Tweaking your Hefeweizen

Seeing as how summer has officially begun (at least as of the time of this writing) let's talk about everyone's favorite summer craft beer style - the hefeweizen. It's an old style, going back to before the Reinheitsgebot because it was the only one allowed to skirt the rules at the time* 

A lot of home brewers get into brewing hefeweizens because they feel that it's an easy style to brew. Here, the rules don't really apply. You're allowed to have banana esters and clove phenols that other styles eschew and it's easier to finish a keg of hef than it is to polish off 20L of a 7% Belgian style. After awhile though, the brewer who continues to develop their taste for the hefeweizen will start to want to change things a little bit. Perhaps the balance is off. Maybe there's too much clove or too much banana. What can the brewer do to change these things? 

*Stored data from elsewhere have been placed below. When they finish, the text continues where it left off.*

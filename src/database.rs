//! Postgres bulk loader for generated levels.
//!
//! Three tables: `countries(h3 pk, country)`, `tiles(level, h3, region)`,
//! and `neighbors(level, region, neighbor)`. Inserts are batched to stay
//! under the Postgres wire limit of 65 535 bind parameters per statement.

use std::path::PathBuf;

use futures::future::try_join_all;
use tokio_postgres::types::ToSql;
use tokio_postgres::{Client, NoTls};
use tracing::{error, info};

use crate::error::Result;
use crate::persistence;
use crate::region::{Level, TileToCountry};

const MAX_BIND_PARAMS: usize = 65_535;

/// Open a connection and drive it on a background task.
async fn connect(connect_string: &str) -> Result<Client> {
    let (client, connection) = tokio_postgres::connect(connect_string, NoTls).await?;
    tokio::spawn(async move {
        if let Err(err) = connection.await {
            error!("postgres connection error: {}", err);
        }
    });
    Ok(client)
}

async fn create_tables(client: &Client) -> Result<()> {
    client
        .batch_execute(
            "CREATE TABLE IF NOT EXISTS countries (
                h3 text PRIMARY KEY,
                country text
            );
            CREATE TABLE IF NOT EXISTS tiles (
                h3 text,
                region text,
                level int,
                PRIMARY KEY (level, h3)
            );
            CREATE TABLE IF NOT EXISTS neighbors (
                region text,
                neighbor text,
                level int,
                PRIMARY KEY (level, region, neighbor)
            );",
        )
        .await?;
    Ok(())
}

async fn populate_countries(client: &Client, tile_to_country: &TileToCountry) -> Result<()> {
    let rows: Vec<(String, String)> = tile_to_country
        .iter()
        .map(|(tile, country)| (tile.to_string(), country.to_lowercase()))
        .collect();

    for chunk in rows.chunks(MAX_BIND_PARAMS / 2) {
        let mut sql = String::from("INSERT INTO countries (h3, country) VALUES ");
        let mut params: Vec<&(dyn ToSql + Sync)> = Vec::with_capacity(chunk.len() * 2);
        for (i, (h3, country)) in chunk.iter().enumerate() {
            if i > 0 {
                sql.push(',');
            }
            sql.push_str(&format!("(${},${})", i * 2 + 1, i * 2 + 2));
            params.push(h3);
            params.push(country);
        }
        client.execute(sql.as_str(), &params).await?;
    }
    Ok(())
}

async fn populate_tiles(client: &Client, level_index: i32, level: &Level) -> Result<()> {
    let rows: Vec<(String, String)> = level
        .iter()
        .flat_map(|(id, region)| {
            region
                .tiles
                .iter()
                .map(move |tile| (tile.to_string(), id.to_string()))
        })
        .collect();

    for chunk in rows.chunks(MAX_BIND_PARAMS / 3) {
        let mut sql = String::from("INSERT INTO tiles (h3, region, level) VALUES ");
        let mut params: Vec<&(dyn ToSql + Sync)> = Vec::with_capacity(chunk.len() * 3);
        for (i, (h3, region)) in chunk.iter().enumerate() {
            if i > 0 {
                sql.push(',');
            }
            sql.push_str(&format!("(${},${},${})", i * 3 + 1, i * 3 + 2, i * 3 + 3));
            params.push(h3);
            params.push(region);
            params.push(&level_index);
        }
        client.execute(sql.as_str(), &params).await?;
    }
    Ok(())
}

async fn populate_neighbors(client: &Client, level_index: i32, level: &Level) -> Result<()> {
    let rows: Vec<(String, String)> = level
        .iter()
        .flat_map(|(id, region)| {
            region
                .neighbors
                .iter()
                .map(move |neighbor| (id.to_string(), neighbor.to_string()))
        })
        .collect();

    for chunk in rows.chunks(MAX_BIND_PARAMS / 3) {
        let mut sql = String::from("INSERT INTO neighbors (region, neighbor, level) VALUES ");
        let mut params: Vec<&(dyn ToSql + Sync)> = Vec::with_capacity(chunk.len() * 3);
        for (i, (region, neighbor)) in chunk.iter().enumerate() {
            if i > 0 {
                sql.push(',');
            }
            sql.push_str(&format!("(${},${},${})", i * 3 + 1, i * 3 + 2, i * 3 + 3));
            params.push(region);
            params.push(neighbor);
            params.push(&level_index);
        }
        client.execute(sql.as_str(), &params).await?;
    }
    Ok(())
}

/// Create the tables, load the country map, then load every level file
/// concurrently, one connection per level.
pub async fn bulk_load(
    connect_string: &str,
    tile_to_country: &TileToCountry,
    level_paths: &[PathBuf],
) -> Result<()> {
    let client = connect(connect_string).await?;
    info!("creating tables");
    create_tables(&client).await?;
    info!("populating countries");
    populate_countries(&client, tile_to_country).await?;
    drop(client);

    info!("populating tiles and neighbors");
    let tasks = level_paths.iter().enumerate().map(|(index, path)| {
        let connect_string = connect_string.to_string();
        let path = path.clone();
        async move {
            let client = connect(&connect_string).await?;
            info!("reading level {} from {}", index, path.display());
            // Level paths may be URLs; the loader's HTTP fallback blocks,
            // so it runs on the blocking pool.
            let read_path = path.clone();
            let level: Level =
                tokio::task::spawn_blocking(move || persistence::read_json(&read_path))
                    .await
                    .map_err(|err| crate::error::EngineError::Io(std::io::Error::other(err)))??;
            info!("populating tiles for level {}", index);
            populate_tiles(&client, index as i32, &level).await?;
            info!("populating neighbors for level {}", index);
            populate_neighbors(&client, index as i32, &level).await?;
            Ok::<(), crate::error::EngineError>(())
        }
    });
    try_join_all(tasks).await?;
    Ok(())
}
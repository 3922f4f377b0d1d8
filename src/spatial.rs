//! Coordinates and the two distance metrics used by the engine.
//!
//! The flood fill weighs candidates with a planar Euclidean distance over raw
//! lat/lon degrees; the stitcher compares country centroids with a
//! great-circle distance. The two are intentionally distinct: the flood's
//! metric is a local compactness heuristic, the stitcher's a global
//! nearest-neighbor selection.

use geo::{Distance, Euclidean, Haversine, Point};
use serde::{Deserialize, Serialize};

/// A geographic coordinate in degrees.
#[derive(Debug, Clone, Copy, PartialEq, Default, Serialize, Deserialize)]
pub struct Coord {
    pub lat: f64,
    pub lon: f64,
}

impl Coord {
    #[inline]
    pub fn new(lat: f64, lon: f64) -> Self {
        Self { lat, lon }
    }

    /// Convert to a `geo` point (x = longitude, y = latitude).
    #[inline]
    pub fn to_point(self) -> Point<f64> {
        Point::new(self.lon, self.lat)
    }

    /// Planar distance in degree space. Used only as a relative weight
    /// inside the flood fill.
    #[inline]
    pub fn planar_distance(&self, other: &Coord) -> f64 {
        Euclidean.distance(self.to_point(), other.to_point())
    }

    /// Great-circle distance in meters. Only comparisons are consumed, so
    /// the spherical approximation is sufficient.
    #[inline]
    pub fn great_circle_distance(&self, other: &Coord) -> f64 {
        Haversine.distance(self.to_point(), other.to_point())
    }
}

/// One polygon of a country outline: an outer geofence plus optional holes.
#[derive(Debug, Clone, PartialEq, Serialize, Deserialize)]
pub struct CountryPolygon {
    pub geofence: Vec<Coord>,
    #[serde(default)]
    pub holes: Vec<Vec<Coord>>,
}

impl CountryPolygon {
    /// Convert into a `geo` polygon for polyfilling.
    pub fn to_polygon(&self) -> geo::Polygon<f64> {
        let exterior: geo::LineString<f64> = self
            .geofence
            .iter()
            .map(|c| geo::Coord { x: c.lon, y: c.lat })
            .collect();
        let holes = self
            .holes
            .iter()
            .map(|hole| {
                hole.iter()
                    .map(|c| geo::Coord { x: c.lon, y: c.lat })
                    .collect()
            })
            .collect();
        geo::Polygon::new(exterior, holes)
    }
}

#[cfg(test)]
mod tests {
    use super::*;

    #[test]
    fn planar_distance_is_euclidean() {
        let a = Coord::new(0.0, 0.0);
        let b = Coord::new(4.0, 3.0);
        assert_eq!(a.planar_distance(&b), 5.0);
    }

    #[test]
    fn great_circle_distance_orders_by_arc() {
        let origin = Coord::new(0.0, 0.0);
        let near = Coord::new(1.0, 1.0);
        let far = Coord::new(40.0, 40.0);
        assert!(origin.great_circle_distance(&near) < origin.great_circle_distance(&far));
    }

    #[test]
    fn polygon_conversion_flips_axes() {
        let polygon = CountryPolygon {
            geofence: vec![
                Coord::new(35.0, -80.0),
                Coord::new(35.0, -70.0),
                Coord::new(45.0, -70.0),
                Coord::new(35.0, -80.0),
            ],
            holes: vec![],
        };
        let converted = polygon.to_polygon();
        let first = converted.exterior().coords().next().unwrap();
        assert_eq!(first.x, -80.0);
        assert_eq!(first.y, 35.0);
    }
}
//! Hierarchical, population-aware partitioning of the Earth's surface over
//! a global hexagonal index.
//!
//! Level 0 wraps every tile of a country as its own region; each further
//! level merges the previous level's regions into larger contiguous ones
//! under population and size caps, producing a coarse-to-fine stack suited
//! to zoom-dependent spatial queries.
//!
//! ```rust
//! use std::collections::BTreeMap;
//! use hexstrata::{config::LevelOptions, engine, Tile};
//!
//! # fn main() -> hexstrata::Result<()> {
//! let tile: Tile = "85283473fffffff".parse()?;
//! let mut populations = BTreeMap::new();
//! populations.insert(tile, 42.0);
//!
//! let level0 = engine::level0::build(&populations, &[tile])?;
//! let (level1, parents) = engine::generator::generate_level(&level0, &LevelOptions::default())?;
//! assert_eq!(level1[&tile].population, 42.0);
//! assert_eq!(parents[&tile], tile);
//! # Ok(())
//! # }
//! ```

pub mod config;
pub mod database;
pub mod engine;
pub mod error;
pub mod persistence;
pub(crate) mod queue;
pub mod region;
pub mod server;
pub mod spatial;
pub mod tile;

pub use config::{EngineOptions, LevelOptions};
pub use error::{EngineError, Result};
pub use region::{Level, Parents, Region};
pub use spatial::Coord;
pub use tile::Tile;

pub const VERSION: &str = env!("CARGO_PKG_VERSION");
//! The partitioning engine: country tiling, level construction, and the
//! parallel per-country driver.

pub mod countries;
pub mod driver;
pub mod generator;
pub mod level0;

use crate::region::Level;

/// Link every neighbor-less region to the cyclic successor in the sorted
/// list of region ids, symmetrically. Ids are visited in sorted order and
/// isolation is re-checked at visit time, so repairs made earlier in the
/// pass are visible to later ids. A single-region level is left alone.
pub(crate) fn repair_isolated(level: &mut Level) {
    if level.len() <= 1 {
        return;
    }
    let sorted: Vec<_> = level.keys().copied().collect();
    for (i, &id) in sorted.iter().enumerate() {
        let isolated = level
            .get(&id)
            .is_some_and(|region| region.neighbors.is_empty());
        if !isolated {
            continue;
        }
        let successor = sorted[(i + 1) % sorted.len()];
        if let Some(region) = level.get_mut(&id) {
            region.neighbors.insert(successor);
        }
        if let Some(region) = level.get_mut(&successor) {
            region.neighbors.insert(id);
        }
    }
}

#[cfg(test)]
mod tests {
    use super::*;
    use crate::region::Region;
    use crate::tile::Tile;
    use std::collections::BTreeSet;

    #[test]
    fn isolated_regions_link_to_cyclic_successor() {
        let anchor: Tile = "85283473fffffff".parse().unwrap();
        let mut ids: Vec<Tile> = anchor.neighbors();
        ids.push(anchor);
        ids.sort();

        let mut level = Level::new();
        for &id in &ids {
            level.insert(id, Region::singleton(id, 1.0, BTreeSet::new()));
        }
        repair_isolated(&mut level);

        // The first id links to the second; the last wraps around to one it
        // already repaired earlier in the pass.
        for region in level.values() {
            assert!(!region.neighbors.is_empty());
        }
        for (id, region) in &level {
            for neighbor in &region.neighbors {
                assert!(level[neighbor].neighbors.contains(id));
            }
        }
    }

    #[test]
    fn single_region_level_is_untouched() {
        let id: Tile = "85283473fffffff".parse().unwrap();
        let mut level = Level::new();
        level.insert(id, Region::singleton(id, 1.0, BTreeSet::new()));
        repair_isolated(&mut level);
        assert!(level[&id].neighbors.is_empty());
    }
}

There's a lot of terrible advice online, so here's some verified tips on brewing a hefeweizen along with reasons for why that advice is sound. As with all great estery beers, you start with the yeast. 

Yeast

Strain selection is the number one factor when it comes to ester production - both amount and type. Esters take energy to make and they're important in regulating certain coenzyme functions, which I won't get into here, but suffice to say that each strain has it's own ester signature. There are several commercial strains out there, but my preference is the Weihenstephaner strain produced by Wyeast. I find it quite balanced, but if you want more banana, choose a different strain. 

Grist

Grists vary in hefeweizens with the minimum being 50% wheat and the upper range being somewhere around 70%, though higher isn't unheard of. What you're controlling with grist is phenol production, specifically 4-vinyl-guiacol. The precursor to this clove-flavoured phenol is ferulic acid, which, for our purposes, mostly resides in the husks of barley. You can see then that adding less wheat and more barley is going to significantly alter the amount of ferulic acid and therefore 4-vinyl-guiacol produced. 

Much has been made about acid rests, sometimes called ferulic acid rests. They aren't necessary for producing ferulic acid and the pH range for the enzyme's optimal activity is on the high side, which is detrimental to the beer. They're really only performed by traditional brewers looking to avoid using acid in the mash and the prolonged rest in that temperature range will almost definitely oxidise the beer, shortening it's already short shelf life. There are other, better levers for controlling the amount of clove flavour than a ferulic acid rest. 

Gravity

Esters and gravity are positively correlated. Higher gravity means more room for yeast growth and yeast growth produces esters. Glucose and fructose especially are correlated with esters, though we're still not sure why on that one. The esters are going to be banana, but if you push it too far in that direction, other esters come through, particularly strawberry, which together, give a bubblegum flavour. 

Oxygen and Pitch Rate

I'm putting these two together because they should always go together. Increasing the pitch rate without increasing the amount of oxygen you add will give you a bunch of starved yeast cells and, if you repitch, a crappy yeast crop. Increasing both will allow the cloves to shine as esters will be suppressed since less growth will be happening. As well, oxygen alone suppresses ester production since it directs pathways toward unsaturated fatty acids rather than esters. Be warned though, increasing oxygen without increasing pitch rate will result in a bunch of higher alcohols and lead to a solventy flavoured beer. Higher alcohols also oxidise into some of the weirder off flavours. 

Also don't underpitch. I've seen that comment on BJCP sheets occasionally. That's a terrible idea that will also lead to an unacceptable amount of higher alcohols, as well as acetaldehyde and diacetyl. A proper pitch rate is still going to be 3 smack packs for a standard 5 gallon batch if you don't use a starter (you should always make a starter). As a side note, home brewers generally never pitch enough yeast.

Mash Schedule

Protein rests are usually part of any hefeweizen simply because of the sheer amount of protein in the beer. A shorter protein rest ~20 minutes, is going to favour esters, while a longer protein rest, up to 1 hour, will favour cloves. Those ferulic acid enzymes I told you not to worry about? Yeah they work at higher temperatures as well. 

Trub

Generally I advocate for keeping as much trub out of your fermenter as possible. However, for full disclosure, trub will suppress ester production because the yeast can take some of the things they need in the pathways leading to esters directly from the trub. Keep the trub out if you want those esters.

Temperature

The last one is temperature. Again, esters have a positive correlation with initial starting fermentation temperature. 18C is good. 20C will give you more. Suppressing esters by keeping the temperature around 17C and fermenting for longer will let those clove flavours shine. 


*Although not called a "hefeweizen" at the time, (they didn't know what "hefe" was) wheat beer was allowed to be brewed only by the king's brewers, and likely had many of the same banana and clove characteristics.